# Exercise objective
Without changing anything, set down every line shown below.

# Data shown
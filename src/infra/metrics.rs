//! Lock-free node counters and periodic reporting
//!
//! Counters are plain atomics with Relaxed ordering: they are statistics
//! only and never feed back into control flow.

use crate::domain::types::Direction;
use std::sync::atomic::{AtomicU64, Ordering};
use std::time::Instant;
use tracing::info;

#[derive(Debug)]
pub struct Metrics {
    started_at: Instant,
    /// Confirmed entrances (monotonic)
    entrances_total: AtomicU64,
    /// Confirmed exits (monotonic)
    exits_total: AtomicU64,
    /// Rising edges that expired without confirmation (monotonic)
    candidates_expired: AtomicU64,
    /// Measurement windows completed (monotonic)
    windows_total: AtomicU64,
    transmissions_ok: AtomicU64,
    transmissions_failed: AtomicU64,
    transmissions_timed_out: AtomicU64,
    /// Sum of send latencies since last report
    send_latency_sum_us: AtomicU64,
    /// Sends since last report
    sends_since_report: AtomicU64,
    /// Max send latency since last report
    send_latency_max_us: AtomicU64,
    /// Total seconds spent in deep sleep (monotonic)
    sleep_secs_total: AtomicU64,
}

/// Point-in-time view of the node counters
#[derive(Debug, Clone, Copy, PartialEq, Eq)]
pub struct MetricsSummary {
    pub uptime_secs: u64,
    pub entrances_total: u64,
    pub exits_total: u64,
    pub candidates_expired: u64,
    pub windows_total: u64,
    pub transmissions_ok: u64,
    pub transmissions_failed: u64,
    pub transmissions_timed_out: u64,
    pub avg_send_latency_us: u64,
    pub max_send_latency_us: u64,
    pub sleep_secs_total: u64,
}

impl MetricsSummary {
    pub fn log(&self) {
        info!(
            uptime_secs = %self.uptime_secs,
            entrances = %self.entrances_total,
            exits = %self.exits_total,
            expired = %self.candidates_expired,
            windows = %self.windows_total,
            tx_ok = %self.transmissions_ok,
            tx_failed = %self.transmissions_failed,
            tx_timeout = %self.transmissions_timed_out,
            send_avg_us = %self.avg_send_latency_us,
            send_max_us = %self.max_send_latency_us,
            slept_secs = %self.sleep_secs_total,
            "node_metrics"
        );
    }
}

/// Update an atomic max value using compare-and-swap loop
#[inline]
fn update_atomic_max(atomic_max: &AtomicU64, new_value: u64) {
    let mut current_max = atomic_max.load(Ordering::Relaxed);
    while new_value > current_max {
        match atomic_max.compare_exchange_weak(
            current_max,
            new_value,
            Ordering::Relaxed,
            Ordering::Relaxed,
        ) {
            Ok(_) => break,
            Err(actual) => current_max = actual,
        }
    }
}

impl Metrics {
    pub fn new() -> Self {
        Self {
            started_at: Instant::now(),
            entrances_total: AtomicU64::new(0),
            exits_total: AtomicU64::new(0),
            candidates_expired: AtomicU64::new(0),
            windows_total: AtomicU64::new(0),
            transmissions_ok: AtomicU64::new(0),
            transmissions_failed: AtomicU64::new(0),
            transmissions_timed_out: AtomicU64::new(0),
            send_latency_sum_us: AtomicU64::new(0),
            sends_since_report: AtomicU64::new(0),
            send_latency_max_us: AtomicU64::new(0),
            sleep_secs_total: AtomicU64::new(0),
        }
    }

    #[inline]
    pub fn record_crossing(&self, direction: Direction) {
        match direction {
            Direction::Entrance => self.entrances_total.fetch_add(1, Ordering::Relaxed),
            Direction::Exit => self.exits_total.fetch_add(1, Ordering::Relaxed),
        };
    }

    #[inline]
    pub fn record_candidate_expired(&self) {
        self.candidates_expired.fetch_add(1, Ordering::Relaxed);
    }

    #[inline]
    pub fn record_window(&self) {
        self.windows_total.fetch_add(1, Ordering::Relaxed);
    }

    /// Record the outcome of one send attempt
    pub fn record_transmission(&self, ok: bool, timed_out: bool, latency_us: u64) {
        if ok {
            self.transmissions_ok.fetch_add(1, Ordering::Relaxed);
        } else {
            self.transmissions_failed.fetch_add(1, Ordering::Relaxed);
            if timed_out {
                self.transmissions_timed_out.fetch_add(1, Ordering::Relaxed);
            }
        }
        self.send_latency_sum_us.fetch_add(latency_us, Ordering::Relaxed);
        self.sends_since_report.fetch_add(1, Ordering::Relaxed);
        update_atomic_max(&self.send_latency_max_us, latency_us);
    }

    #[inline]
    pub fn record_sleep(&self, secs: u64) {
        self.sleep_secs_total.fetch_add(secs, Ordering::Relaxed);
    }

    pub fn windows_total(&self) -> u64 {
        self.windows_total.load(Ordering::Relaxed)
    }

    /// Snapshot counters; latency aggregates reset on every report
    pub fn report(&self) -> MetricsSummary {
        let sends = self.sends_since_report.swap(0, Ordering::Relaxed);
        let latency_sum = self.send_latency_sum_us.swap(0, Ordering::Relaxed);
        let latency_max = self.send_latency_max_us.swap(0, Ordering::Relaxed);

        MetricsSummary {
            uptime_secs: self.started_at.elapsed().as_secs(),
            entrances_total: self.entrances_total.load(Ordering::Relaxed),
            exits_total: self.exits_total.load(Ordering::Relaxed),
            candidates_expired: self.candidates_expired.load(Ordering::Relaxed),
            windows_total: self.windows_total.load(Ordering::Relaxed),
            transmissions_ok: self.transmissions_ok.load(Ordering::Relaxed),
            transmissions_failed: self.transmissions_failed.load(Ordering::Relaxed),
            transmissions_timed_out: self.transmissions_timed_out.load(Ordering::Relaxed),
            avg_send_latency_us: if sends > 0 { latency_sum / sends } else { 0 },
            max_send_latency_us: latency_max,
            sleep_secs_total: self.sleep_secs_total.load(Ordering::Relaxed),
        }
    }
}

impl Default for Metrics {
    fn default() -> Self {
        Self::new()
    }
}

# Expected answer
filename src/infra/metrics.rs
//! Lock-free node counters and periodic reporting
//!
//! Counters are plain atomics with Relaxed ordering: they are statistics
//! only and never feed back into control flow.

use crate::domain::types::Direction;
use std::sync::atomic::{AtomicU64, Ordering};
use std::time::Instant;
use tracing::info;

#[derive(Debug)]
pub struct Metrics {
    started_at: Instant,
    /// Confirmed entrances (monotonic)
    entrances_total: AtomicU64,
    /// Confirmed exits (monotonic)
    exits_total: AtomicU64,
    /// Rising edges that expired without confirmation (monotonic)
    candidates_expired: AtomicU64,
    /// Measurement windows completed (monotonic)
    windows_total: AtomicU64,
    transmissions_ok: AtomicU64,
    transmissions_failed: AtomicU64,
    transmissions_timed_out: AtomicU64,
    /// Sum of send latencies since last report
    send_latency_sum_us: AtomicU64,
    /// Sends since last report
    sends_since_report: AtomicU64,
    /// Max send latency since last report
    send_latency_max_us: AtomicU64,
    /// Total seconds spent in deep sleep (monotonic)
    sleep_secs_total: AtomicU64,
}

/// Point-in-time view of the node counters
#[derive(Debug, Clone, Copy, PartialEq, Eq)]
pub struct MetricsSummary {
    pub uptime_secs: u64,
    pub entrances_total: u64,
    pub exits_total: u64,
    pub candidates_expired: u64,
    pub windows_total: u64,
    pub transmissions_ok: u64,
    pub transmissions_failed: u64,
    pub transmissions_timed_out: u64,
    pub avg_send_latency_us: u64,
    pub max_send_latency_us: u64,
    pub sleep_secs_total: u64,
}

impl MetricsSummary {
    pub fn log(&self) {
        info!(
            uptime_secs = %self.uptime_secs,
            entrances = %self.entrances_total,
            exits = %self.exits_total,
            expired = %self.candidates_expired,
            windows = %self.windows_total,
            tx_ok = %self.transmissions_ok,
            tx_failed = %self.transmissions_failed,
            tx_timeout = %self.transmissions_timed_out,
            send_avg_us = %self.avg_send_latency_us,
            send_max_us = %self.max_send_latency_us,
            slept_secs = %self.sleep_secs_total,
            "node_metrics"
        );
    }
}

/// Update an atomic max value using compare-and-swap loop
#[inline]
fn update_atomic_max(atomic_max: &AtomicU64, new_value: u64) {
    let mut current_max = atomic_max.load(Ordering::Relaxed);
    while new_value > current_max {
        match atomic_max.compare_exchange_weak(
            current_max,
            new_value,
            Ordering::Relaxed,
            Ordering::Relaxed,
        ) {
            Ok(_) => break,
            Err(actual) => current_max = actual,
        }
    }
}

impl Metrics {
    pub fn new() -> Self {
        Self {
            started_at: Instant::now(),
            entrances_total: AtomicU64::new(0),
            exits_total: AtomicU64::new(0),
            candidates_expired: AtomicU64::new(0),
            windows_total: AtomicU64::new(0),
            transmissions_ok: AtomicU64::new(0),
            transmissions_failed: AtomicU64::new(0),
            transmissions_timed_out: AtomicU64::new(0),
            send_latency_sum_us: AtomicU64::new(0),
            sends_since_report: AtomicU64::new(0),
            send_latency_max_us: AtomicU64::new(0),
            sleep_secs_total: AtomicU64::new(0),
        }
    }

    #[inline]
    pub fn record_crossing(&self, direction: Direction) {
        match direction {
            Direction::Entrance => self.entrances_total.fetch_add(1, Ordering::Relaxed),
            Direction::Exit => self.exits_total.fetch_add(1, Ordering::Relaxed),
        };
    }

    #[inline]
    pub fn record_candidate_expired(&self) {
        self.candidates_expired.fetch_add(1, Ordering::Relaxed);
    }

    #[inline]
    pub fn record_window(&self) {
        self.windows_total.fetch_add(1, Ordering::Relaxed);
    }

    /// Record the outcome of one send attempt
    pub fn record_transmission(&self, ok: bool, timed_out: bool, latency_us: u64) {
        if ok {
            self.transmissions_ok.fetch_add(1, Ordering::Relaxed);
        } else {
            self.transmissions_failed.fetch_add(1, Ordering::Relaxed);
            if timed_out {
                self.transmissions_timed_out.fetch_add(1, Ordering::Relaxed);
            }
        }
        self.send_latency_sum_us.fetch_add(latency_us, Ordering::Relaxed);
        self.sends_since_report.fetch_add(1, Ordering::Relaxed);
        update_atomic_max(&self.send_latency_max_us, latency_us);
    }

    #[inline]
    pub fn record_sleep(&self, secs: u64) {
        self.sleep_secs_total.fetch_add(secs, Ordering::Relaxed);
    }

    pub fn windows_total(&self) -> u64 {
        self.windows_total.load(Ordering::Relaxed)
    }

    /// Snapshot counters; latency aggregates reset on every report
    pub fn report(&self) -> MetricsSummary {
        let sends = self.sends_since_report.swap(0, Ordering::Relaxed);
        let latency_sum = self.send_latency_sum_us.swap(0, Ordering::Relaxed);
        let latency_max = self.send_latency_max_us.swap(0, Ordering::Relaxed);

        MetricsSummary {
            uptime_secs: self.started_at.elapsed().as_secs(),
            entrances_total: self.entrances_total.load(Ordering::Relaxed),
            exits_total: self.exits_total.load(Ordering::Relaxed),
            candidates_expired: self.candidates_expired.load(Ordering::Relaxed),
            windows_total: self.windows_total.load(Ordering::Relaxed),
            transmissions_ok: self.transmissions_ok.load(Ordering::Relaxed),
            transmissions_failed: self.transmissions_failed.load(Ordering::Relaxed),
            transmissions_timed_out: self.transmissions_timed_out.load(Ordering::Relaxed),
            avg_send_latency_us: if sends > 0 { latency_sum / sends } else { 0 },
            max_send_latency_us: latency_max,
            sleep_secs_total: self.sleep_secs_total.load(Ordering::Relaxed),
        }
    }
}

impl Default for Metrics {
    fn default() -> Self {
        Self::new()
    }
}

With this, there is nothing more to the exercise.